KURT HITKE & COMPANY, Inc., a California corporation, et al., Defendant and Appellant.*
John S. Bolton and F. V. Lopardo, Los Angeles, for appellant.
Hill & Attias, Henry Attias and Philip Glusker, Beverly Hills, for respondent.
ASHBURN, Justice pro tem.
Action for declaratory judgment brought by Beneficial Fire and Casualty Insurance Company against its general agent, Kurt Hitke & Company, Inc., to determine the method of computing the agent's compensation under a written contract, and to have it declared that some $59,087.48 previously paid the agent was an advance only, subject to adjustment and perhaps repayment after all earned premiums and all losses have been ascertained on the basis of actual experience. The court adopted plaintiff's contentions.
Defendant on appeal complains principally about exclusion of parol evidence as to trade customs concerning general agent commissions, offered in an effort to establish that monthly payments made to the agent were final and not provisional.
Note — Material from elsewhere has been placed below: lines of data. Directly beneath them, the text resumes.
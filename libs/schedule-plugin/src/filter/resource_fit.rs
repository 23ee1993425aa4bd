use fnsched_model::{InstanceInfo, ResourceUnit, StatusCode, EPSILON};
use tracing::trace;

use crate::context::PreAllocatedContext;
use crate::framework::{FilterPlugin, Filtered};
use crate::RESOURCE_FIT_FILTER_NAME;

/// Rejects units whose allocatable resources, minus what is provisionally
/// allocated this round, cannot hold the instance.
///
/// On success `available_for_request` is how many instances of the same
/// shape still fit.
#[derive(Debug, Default, Clone, Copy)]
pub struct ResourceFitFilter;

impl FilterPlugin for ResourceFitFilter {
    fn name(&self) -> &'static str {
        RESOURCE_FIT_FILTER_NAME
    }

    fn filter(&self, ctx: &mut PreAllocatedContext, instance: &InstanceInfo, unit: &ResourceUnit) -> Filtered {
        let available = match ctx.allocated.get(&unit.id) {
            Some(allocated) => &unit.allocatable - allocated,
            None => unit.allocatable.clone(),
        };
        if !available.is_valid() {
            return Filtered::fail(StatusCode::ResourceNotEnough, "No Resources Available");
        }

        let required = instance
            .resources
            .iter()
            .filter(|(_, value)| value.abs() >= EPSILON)
            .map(|(name, value)| format!("{name}: {value}"))
            .collect::<Vec<_>>()
            .join(", ");

        let mut fit_count: Option<f64> = None;
        for (name, value) in instance.resources.iter() {
            if value.abs() < EPSILON {
                continue;
            }
            if value < 0.0 {
                return Filtered::fail(StatusCode::InvalidResourceParameter, format!("{name}: Invalid Value"))
                    .with_required(required);
            }
            let Some(capacity) = unit.capacity.get(name) else {
                return Filtered::fail(StatusCode::ParameterError, format!("{name}: Not Found"))
                    .with_required(required);
            };
            if value > capacity + EPSILON {
                return Filtered::fail(StatusCode::ResourceNotEnough, format!("{name}: Out Of Capacity"))
                    .with_required(required);
            }
            let Some(free) = available.get(name) else {
                return Filtered::fail(StatusCode::ParameterError, format!("{name}: Not Found"))
                    .with_required(required);
            };
            if value > free + EPSILON {
                return Filtered::fail(StatusCode::ResourceNotEnough, format!("{name}: Not Enough"))
                    .with_required(required);
            }
            let fits = ((free + EPSILON) / value).floor();
            fit_count = Some(fit_count.map_or(fits, |count| count.min(fits)));
        }

        let count = match fit_count {
            Some(count) if count >= 1.0 => count.min(f64::from(i32::MAX)) as i32,
            _ => 1,
        };
        trace!(unit_id = %unit.id, count, "Resource fit");
        Filtered::pass(count).with_required(required)
    }
}
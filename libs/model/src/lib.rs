//! # fnsched-model
//!
//! Data model shared by the scheduling queue, the scheduling plugins and the
//! scheduler service.
//!
//! ## Contents
//!
//! - Status codes and the `Status` value returned by fallible scheduling steps
//! - Scalar resources (`CPU`, `Memory`, ...) and label maps with value counters
//! - Affinity selectors: label expressions grouped into weighted sub-conditions
//! - Instance and schedule-request payloads, including per-plugin contexts
//! - Read-only resource-view snapshots (resource units and their fragments)
//!
//! Every type here is plain data. Nothing in this crate performs scheduling.

mod affinity;
mod instance;
mod labels;
mod resources;
mod status;
mod unit;

pub use affinity::*;
pub use instance::*;
pub use labels::{LabelMap, ValueCounter};
pub use resources::{Resources, CPU_RESOURCE_NAME, EPSILON, MEMORY_RESOURCE_NAME};
pub use status::{Status, StatusCode};
pub use unit::{ResourceUnit, ResourceViewInfo};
Its counsel also contend that the court's construction of the contract is erroneous, even upon the assumption that parol evidence was properly excluded.
The object of the contract is described in the findings: 'Under the terms of the contract, the defendant was appointed plaintiff's 'general agent'. Defendant was authorized to underwrite and issue policies of automobile public liability insurance in the name of plaintiff covering certain substandard risks such as taxi cabs, trucks and busses, and also was to settle and adjust claims under policies written by it.'
The contract was made on February 16, 1950, and the action filed on October 14, 1952, some two and one-half years later. The instrument provides for cancellation upon 30 days written notice by either party. No such notice was given but the court found that after the filing of the complaint, 'there have been no new policies written under the contract, the term of all policies written under the contract has expired,' and 'All premiums covering the policies written by defendant under the contract have now been earned. That is, the period of coverage applicable to any premium paid in advance under any of said policies has passed. However, a number of open claims remain undisposed of, and thus not all losses to be paid under all of said policies have been paid.' These findings are not challenged.
Holding the contract to be unambiguous, the court excluded parol evidence and construed the contract by consideration of the language found within its four corners. In such circumstances, assuming that extrinsic evidence was properly excluded, the proper interpretation of the contract is a question of law for the appellate court to decide ultimately. In re Estate of Platt, 21 Cal.2d 343, 352, 131 P.2d 825; Fox v. Fox, 42 Cal.2d 49, 52, 265 P.2d 881; Meyer v. State Board of Equalization, 42 Cal.2d 376, 381, 267 P.2d 257. The interpretation thus placed upon the writing by the trial judge appears to this court to be correct, as a review of the provisions of the instrument will presently reveal.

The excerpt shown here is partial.